PROBLEM STATEMENT = Lines with "InteractionMatrix" in them are to be located in the listing below and copied.

#### DATASET ENTRIES ####

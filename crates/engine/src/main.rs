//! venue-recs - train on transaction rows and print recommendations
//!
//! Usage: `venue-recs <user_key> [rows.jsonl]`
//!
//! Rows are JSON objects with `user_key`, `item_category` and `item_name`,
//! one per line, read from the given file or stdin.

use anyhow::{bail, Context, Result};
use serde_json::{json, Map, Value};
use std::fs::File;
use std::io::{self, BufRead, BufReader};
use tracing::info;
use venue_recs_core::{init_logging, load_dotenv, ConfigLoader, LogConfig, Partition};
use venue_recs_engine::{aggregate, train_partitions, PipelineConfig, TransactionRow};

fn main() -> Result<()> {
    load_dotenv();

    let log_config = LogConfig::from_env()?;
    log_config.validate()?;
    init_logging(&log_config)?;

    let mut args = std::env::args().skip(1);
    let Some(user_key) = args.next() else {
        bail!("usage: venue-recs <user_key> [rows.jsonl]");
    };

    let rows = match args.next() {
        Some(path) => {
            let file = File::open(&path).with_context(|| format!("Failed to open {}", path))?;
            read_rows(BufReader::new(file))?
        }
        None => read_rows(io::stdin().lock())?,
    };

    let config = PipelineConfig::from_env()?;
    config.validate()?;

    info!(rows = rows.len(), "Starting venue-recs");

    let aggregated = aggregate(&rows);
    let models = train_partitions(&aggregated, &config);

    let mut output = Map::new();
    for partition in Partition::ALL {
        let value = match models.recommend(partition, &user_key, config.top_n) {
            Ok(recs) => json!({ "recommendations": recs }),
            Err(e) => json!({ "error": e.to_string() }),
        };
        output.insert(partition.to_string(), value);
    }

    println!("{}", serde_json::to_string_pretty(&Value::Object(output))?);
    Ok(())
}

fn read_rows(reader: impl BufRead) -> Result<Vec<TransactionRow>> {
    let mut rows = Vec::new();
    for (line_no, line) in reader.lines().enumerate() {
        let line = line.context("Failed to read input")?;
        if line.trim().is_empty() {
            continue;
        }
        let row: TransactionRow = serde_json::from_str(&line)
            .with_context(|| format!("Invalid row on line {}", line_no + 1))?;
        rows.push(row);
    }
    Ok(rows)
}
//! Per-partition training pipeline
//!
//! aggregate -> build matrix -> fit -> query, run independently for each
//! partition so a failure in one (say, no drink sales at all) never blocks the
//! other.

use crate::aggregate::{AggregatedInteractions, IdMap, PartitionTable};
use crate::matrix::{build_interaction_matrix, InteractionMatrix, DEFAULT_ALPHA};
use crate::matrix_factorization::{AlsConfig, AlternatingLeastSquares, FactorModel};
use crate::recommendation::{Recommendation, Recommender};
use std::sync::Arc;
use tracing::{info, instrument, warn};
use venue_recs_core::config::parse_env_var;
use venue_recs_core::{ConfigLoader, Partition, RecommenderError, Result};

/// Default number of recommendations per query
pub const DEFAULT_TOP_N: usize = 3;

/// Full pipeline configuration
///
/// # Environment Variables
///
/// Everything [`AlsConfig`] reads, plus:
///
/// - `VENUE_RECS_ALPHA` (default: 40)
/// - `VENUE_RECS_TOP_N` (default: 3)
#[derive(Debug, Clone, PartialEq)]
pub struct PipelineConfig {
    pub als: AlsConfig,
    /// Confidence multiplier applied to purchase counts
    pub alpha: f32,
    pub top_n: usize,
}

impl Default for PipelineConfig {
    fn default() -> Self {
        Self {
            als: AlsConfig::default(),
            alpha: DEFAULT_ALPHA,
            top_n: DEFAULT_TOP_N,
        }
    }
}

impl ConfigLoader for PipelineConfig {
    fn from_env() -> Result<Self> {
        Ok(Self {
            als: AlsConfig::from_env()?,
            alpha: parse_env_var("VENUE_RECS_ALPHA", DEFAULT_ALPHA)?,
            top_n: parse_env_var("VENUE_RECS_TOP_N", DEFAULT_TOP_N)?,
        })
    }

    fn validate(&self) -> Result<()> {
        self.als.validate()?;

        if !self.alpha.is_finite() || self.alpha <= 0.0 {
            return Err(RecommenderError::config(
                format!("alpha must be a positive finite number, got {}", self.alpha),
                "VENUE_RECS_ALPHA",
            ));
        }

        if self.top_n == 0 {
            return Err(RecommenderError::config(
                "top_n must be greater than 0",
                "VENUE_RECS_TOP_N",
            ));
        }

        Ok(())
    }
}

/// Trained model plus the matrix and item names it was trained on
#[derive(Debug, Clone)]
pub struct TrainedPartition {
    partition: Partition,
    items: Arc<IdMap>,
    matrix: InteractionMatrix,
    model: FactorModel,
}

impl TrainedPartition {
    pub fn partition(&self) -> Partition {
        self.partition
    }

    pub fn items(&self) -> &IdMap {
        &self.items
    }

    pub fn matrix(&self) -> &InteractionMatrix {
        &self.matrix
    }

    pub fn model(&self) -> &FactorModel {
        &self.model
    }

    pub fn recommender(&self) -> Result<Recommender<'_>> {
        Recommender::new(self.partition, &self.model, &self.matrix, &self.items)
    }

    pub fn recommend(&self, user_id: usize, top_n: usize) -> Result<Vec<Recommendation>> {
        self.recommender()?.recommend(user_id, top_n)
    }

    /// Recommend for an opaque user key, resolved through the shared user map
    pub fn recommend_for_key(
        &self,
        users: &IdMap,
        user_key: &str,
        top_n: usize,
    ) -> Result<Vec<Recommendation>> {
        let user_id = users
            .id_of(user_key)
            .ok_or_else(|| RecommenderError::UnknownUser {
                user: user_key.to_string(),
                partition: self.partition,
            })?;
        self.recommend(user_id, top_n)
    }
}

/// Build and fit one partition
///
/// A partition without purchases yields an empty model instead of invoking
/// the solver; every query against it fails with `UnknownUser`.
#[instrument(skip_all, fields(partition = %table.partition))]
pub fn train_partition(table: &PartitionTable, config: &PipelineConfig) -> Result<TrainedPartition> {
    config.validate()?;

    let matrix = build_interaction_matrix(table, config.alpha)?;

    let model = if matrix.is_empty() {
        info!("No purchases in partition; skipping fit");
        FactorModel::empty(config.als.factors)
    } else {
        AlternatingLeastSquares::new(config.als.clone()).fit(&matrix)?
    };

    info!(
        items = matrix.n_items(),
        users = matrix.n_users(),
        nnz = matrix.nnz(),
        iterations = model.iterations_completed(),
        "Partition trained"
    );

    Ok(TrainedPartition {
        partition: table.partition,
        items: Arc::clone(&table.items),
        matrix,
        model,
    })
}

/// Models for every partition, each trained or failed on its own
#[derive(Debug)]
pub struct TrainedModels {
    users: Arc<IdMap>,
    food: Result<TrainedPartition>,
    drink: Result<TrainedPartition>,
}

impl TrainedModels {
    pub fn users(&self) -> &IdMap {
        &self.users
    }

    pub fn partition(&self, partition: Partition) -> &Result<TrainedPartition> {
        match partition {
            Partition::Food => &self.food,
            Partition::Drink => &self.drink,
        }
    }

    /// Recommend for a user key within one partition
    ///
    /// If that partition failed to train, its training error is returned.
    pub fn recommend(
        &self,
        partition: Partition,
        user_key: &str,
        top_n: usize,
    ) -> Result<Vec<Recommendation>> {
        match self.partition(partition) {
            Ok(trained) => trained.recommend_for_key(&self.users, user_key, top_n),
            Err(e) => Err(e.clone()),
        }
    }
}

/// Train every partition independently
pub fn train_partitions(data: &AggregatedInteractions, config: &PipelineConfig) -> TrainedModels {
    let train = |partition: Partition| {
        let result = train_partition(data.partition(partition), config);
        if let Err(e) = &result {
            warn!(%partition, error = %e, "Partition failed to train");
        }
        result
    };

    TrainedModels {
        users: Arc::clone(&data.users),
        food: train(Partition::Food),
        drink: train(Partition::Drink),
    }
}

####

ANSWER BOX =
use crate::matrix::{build_interaction_matrix, InteractionMatrix, DEFAULT_ALPHA};
    matrix: InteractionMatrix,
    pub fn matrix(&self) -> &InteractionMatrix {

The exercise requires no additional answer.